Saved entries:
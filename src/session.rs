//! # Session — One Sieve Lifecycle per Device
//!
//! A [`SieveSession`] binds a prime table, a sieve buffer, a chain store and
//! a device backend for its whole lifetime. A mining round drives it through
//! the stages below, each of which blocks until every parallel unit has
//! finished:
//!
//! ```text
//! load ─▶ init ─▶ run_sieve ─▶ find_chains ─▶ clean_chains ─▶ get_chains ─┐
//!          ▲                                                              │
//!          └──────────────────────────── next range ──────────────────────┘
//!                                                              free_sieve
//! ```
//!
//! Stage order is the driver's responsibility. Calling a stage out of order
//! produces meaningless chains but never panics.
//!
//! ## Offsets
//!
//! Starting multiples passed to [`SieveSession::init`] are measured from the
//! search base `B`. A range is addressed by `range_base_offset`, its distance
//! from `B` (a multiple of 30). Chain start offsets are reported from `B` as
//! well, so a member's value is `B + offset`.

use tracing::{debug, info};

use crate::backend::{CpuBackend, SieveBackend};
use crate::buffer::SieveBuffer;
use crate::chain::{self, Chain};
use crate::config::SieveConfig;
use crate::engine::{self, SieveLayout};
use crate::error::{Result, SieveError};
use crate::primes::PrimeTable;
use crate::store::{ChainStats, ChainStore};

pub struct SieveSession {
    config: SieveConfig,
    table: PrimeTable,
    layout: SieveLayout,
    buffer: SieveBuffer,
    backend: Box<dyn SieveBackend>,
    small_starts: Vec<u32>,
    large_starts: Vec<u32>,
    range_base: u64,
    candidates: Vec<Chain>,
    store: ChainStore,
    prime_candidates: u64,
    candidates_uncounted: bool,
    /// The current buffer state has already been cleaned into the pools.
    chains_cleaned: bool,
}

impl SieveSession {
    /// Open `device_id` on the host CPU and allocate a `sieve_word_count`
    /// word buffer.
    pub fn load(
        config: SieveConfig,
        table: PrimeTable,
        sieve_word_count: usize,
        device_id: u16,
    ) -> Result<Self> {
        config.validate()?;
        let backend = CpuBackend::open(device_id, config.threads)?;
        Self::with_backend(config, table, sieve_word_count, Box::new(backend))
    }

    /// Same as [`SieveSession::load`] with a caller-supplied device.
    pub fn with_backend(
        config: SieveConfig,
        table: PrimeTable,
        sieve_word_count: usize,
        backend: Box<dyn SieveBackend>,
    ) -> Result<Self> {
        config.validate()?;
        let layout = SieveLayout::new(&config, sieve_word_count)?;
        let buffer = SieveBuffer::allocate(sieve_word_count)?;
        let (small_len, large_len) = {
            let (small, large) = table.split(config.small_prime_count);
            (small.len(), large.len())
        };
        let store = ChainStore::new(&config, config.max_chains_for(sieve_word_count));

        info!(
            device = %backend.describe(),
            words = sieve_word_count,
            work_groups = layout.block_count(),
            small_primes = small_len,
            large_primes = large_len,
            largest_prime = table.largest().unwrap_or(0),
            "sieve session loaded"
        );

        Ok(SieveSession {
            small_starts: Vec::with_capacity(small_len),
            large_starts: Vec::with_capacity(large_len),
            config,
            table,
            layout,
            buffer,
            backend,
            range_base: 0,
            candidates: Vec::new(),
            store,
            prime_candidates: 0,
            candidates_uncounted: false,
            chains_cleaned: false,
        })
    }

    /// Set the per-prime starting multiples for the coming range(s) and reset
    /// the buffer, working list and pools.
    ///
    /// `starting_multiples` covers the large primes and `small_prime_offsets`
    /// the small primes, in table order (see
    /// [`PrimeTable::starting_multiples`]).
    pub fn init(&mut self, starting_multiples: &[u32], small_prime_offsets: &[u32]) -> Result<()> {
        let (small, large) = self.table.split(self.config.small_prime_count);
        if starting_multiples.len() != large.len() || small_prime_offsets.len() != small.len() {
            return Err(SieveError::InvalidInput {
                message: format!(
                    "expected {} large and {} small starting multiples, got {} and {}",
                    large.len(),
                    small.len(),
                    starting_multiples.len(),
                    small_prime_offsets.len()
                ),
            });
        }
        self.large_starts.clear();
        self.large_starts.extend_from_slice(starting_multiples);
        self.small_starts.clear();
        self.small_starts.extend_from_slice(small_prime_offsets);

        self.buffer.fill();
        self.candidates.clear();
        self.store.clear();
        self.candidates_uncounted = false;
        self.chains_cleaned = false;
        debug!(device = self.backend.device_id(), "sieve initialised");
        Ok(())
    }

    /// Dense phase only. Does not reset the buffer.
    pub fn run_small_prime_sieve(&mut self, range_base_offset: u64) -> Result<()> {
        engine::check_alignment(range_base_offset)?;
        self.strike_small(range_base_offset);
        self.finish_sieve(range_base_offset);
        Ok(())
    }

    /// Sparse phase only. Does not reset the buffer.
    pub fn run_large_prime_sieve(&mut self, range_base_offset: u64) -> Result<()> {
        engine::check_alignment(range_base_offset)?;
        self.strike_large(range_base_offset);
        self.finish_sieve(range_base_offset);
        Ok(())
    }

    /// Reset the buffer and sieve the range with both phases.
    pub fn run_sieve(&mut self, range_base_offset: u64) -> Result<()> {
        engine::check_alignment(range_base_offset)?;
        self.buffer.fill();
        self.strike_small(range_base_offset);
        self.strike_large(range_base_offset);
        self.finish_sieve(range_base_offset);
        Ok(())
    }

    fn strike_small(&self, range_base: u64) {
        let (small, _) = self.table.split(self.config.small_prime_count);
        let plan = engine::small_prime_plan(small, &self.small_starts, range_base);
        self.backend
            .strike_small(&self.buffer, &self.layout, small, &plan);
    }

    fn strike_large(&self, range_base: u64) {
        let (_, large) = self.table.split(self.config.small_prime_count);
        self.backend
            .strike_large(&self.buffer, large, &self.large_starts, range_base);
    }

    fn finish_sieve(&mut self, range_base: u64) {
        self.range_base = range_base;
        self.prime_candidates = self.backend.count_alive(&self.buffer);
        self.candidates_uncounted = true;
        self.chains_cleaned = false;
        debug!(
            range_base,
            candidates = self.prime_candidates,
            "sieve pass complete"
        );
    }

    /// Scan the buffer for chains, replacing the working list. Returns the
    /// number of raw candidates, duplicates included.
    pub fn find_chains(&mut self) -> usize {
        if self.candidates_uncounted {
            self.store.add_prime_candidates(self.prime_candidates);
            self.candidates_uncounted = false;
        }
        self.candidates = self.backend.find_chains(
            &self.buffer,
            &self.layout,
            self.range_base,
            self.config.min_chain_length,
        );
        debug!(raw = self.candidates.len(), "chains found");
        self.candidates.len()
    }

    /// Deduplicate and validate the working list and move the survivors into
    /// the pools. Returns the number of surviving chains.
    ///
    /// Only the first clean after a sieve pass (or [`SieveSession::init`])
    /// feeds the pools; later ones discard the working list and return 0, so
    /// a range's chains are pooled and counted once.
    pub fn clean_chains(&mut self) -> usize {
        let raw = std::mem::take(&mut self.candidates);
        if self.chains_cleaned {
            debug!(raw = raw.len(), "range already cleaned, discarding chains");
            return 0;
        }
        self.chains_cleaned = true;
        let raw_len = raw.len();
        let cleaned = chain::clean_chains(raw, self.config.min_chain_length);
        let kept = cleaned.len();
        self.store.add(cleaned);
        debug!(raw = raw_len, kept, "chains cleaned");
        kept
    }

    /// Harvest the general pool. Each chain is returned at most once.
    pub fn get_chains(&mut self) -> Vec<Chain> {
        self.store.take_chains()
    }

    /// Harvest the long-chain pool.
    pub fn get_long_chains(&mut self) -> Vec<Chain> {
        self.store.take_long_chains()
    }

    pub fn get_chain_count(&self) -> usize {
        self.store.len()
    }

    /// The live general pool. Chains removed or left here are the caller's
    /// business until the next [`SieveSession::init`].
    pub fn chain_pool_mut(&mut self) -> &mut Vec<Chain> {
        self.store.chains_mut()
    }

    /// Raw copy of the sieve buffer words.
    pub fn get_sieve(&self) -> Vec<u32> {
        self.buffer.snapshot()
    }

    /// Replace the buffer contents, e.g. to replay a captured sieve. The
    /// words count as a freshly sieved range at `range_base_offset`.
    pub fn load_sieve(&mut self, words: &[u32], range_base_offset: u64) -> Result<()> {
        engine::check_alignment(range_base_offset)?;
        if words.len() != self.buffer.len_words() {
            return Err(SieveError::InvalidInput {
                message: format!(
                    "expected {} sieve words, got {}",
                    self.buffer.len_words(),
                    words.len()
                ),
            });
        }
        self.buffer.fill();
        for (i, &w) in words.iter().enumerate() {
            self.buffer.and_word(i, w);
        }
        self.finish_sieve(range_base_offset);
        Ok(())
    }

    /// Candidates alive after the most recent sieve pass.
    pub fn get_prime_candidate_count(&self) -> u64 {
        self.prime_candidates
    }

    /// Histogram and counters accumulated since the last reset.
    pub fn get_stats(&self) -> ChainStats {
        self.store.stats().clone()
    }

    pub fn reset_stats(&mut self) {
        self.store.reset_stats();
    }

    /// Chains lost to a full general pool since the last stats reset.
    pub fn dropped_chains(&self) -> u64 {
        self.store.dropped()
    }

    pub fn config(&self) -> &SieveConfig {
        &self.config
    }

    pub fn table(&self) -> &PrimeTable {
        &self.table
    }

    pub fn device_id(&self) -> u16 {
        self.backend.device_id()
    }

    /// Integer span covered by one range of this session.
    pub fn range_size(&self) -> u64 {
        crate::wheel::words_range(self.layout.words())
    }

    /// Release the buffer, pools and device.
    pub fn free_sieve(self) {
        info!(
            device = self.backend.device_id(),
            chains = self.store.stats().chain_count,
            "sieve session freed"
        );
    }
}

Your goal: With the line that has "(a multiple of" as the first and the line that has "let layout = SieveLayout::new(&config, sieve_word_count)?;" as the last, repeat exactly that run of lines above and no more.

Final answer:
//! from `B` (a multiple of 30). Chain start offsets are reported from `B` as
//! well, so a member's value is `B + offset`.

use tracing::{debug, info};

use crate::backend::{CpuBackend, SieveBackend};
use crate::buffer::SieveBuffer;
use crate::chain::{self, Chain};
use crate::config::SieveConfig;
use crate::engine::{self, SieveLayout};
use crate::error::{Result, SieveError};
use crate::primes::PrimeTable;
use crate::store::{ChainStats, ChainStore};

pub struct SieveSession {
    config: SieveConfig,
    table: PrimeTable,
    layout: SieveLayout,
    buffer: SieveBuffer,
    backend: Box<dyn SieveBackend>,
    small_starts: Vec<u32>,
    large_starts: Vec<u32>,
    range_base: u64,
    candidates: Vec<Chain>,
    store: ChainStore,
    prime_candidates: u64,
    candidates_uncounted: bool,
    /// The current buffer state has already been cleaned into the pools.
    chains_cleaned: bool,
}

impl SieveSession {
    /// Open `device_id` on the host CPU and allocate a `sieve_word_count`
    /// word buffer.
    pub fn load(
        config: SieveConfig,
        table: PrimeTable,
        sieve_word_count: usize,
        device_id: u16,
    ) -> Result<Self> {
        config.validate()?;
        let backend = CpuBackend::open(device_id, config.threads)?;
        Self::with_backend(config, table, sieve_word_count, Box::new(backend))
    }

    /// Same as [`SieveSession::load`] with a caller-supplied device.
    pub fn with_backend(
        config: SieveConfig,
        table: PrimeTable,
        sieve_word_count: usize,
        backend: Box<dyn SieveBackend>,
    ) -> Result<Self> {
        config.validate()?;
        let layout = SieveLayout::new(&config, sieve_word_count)?;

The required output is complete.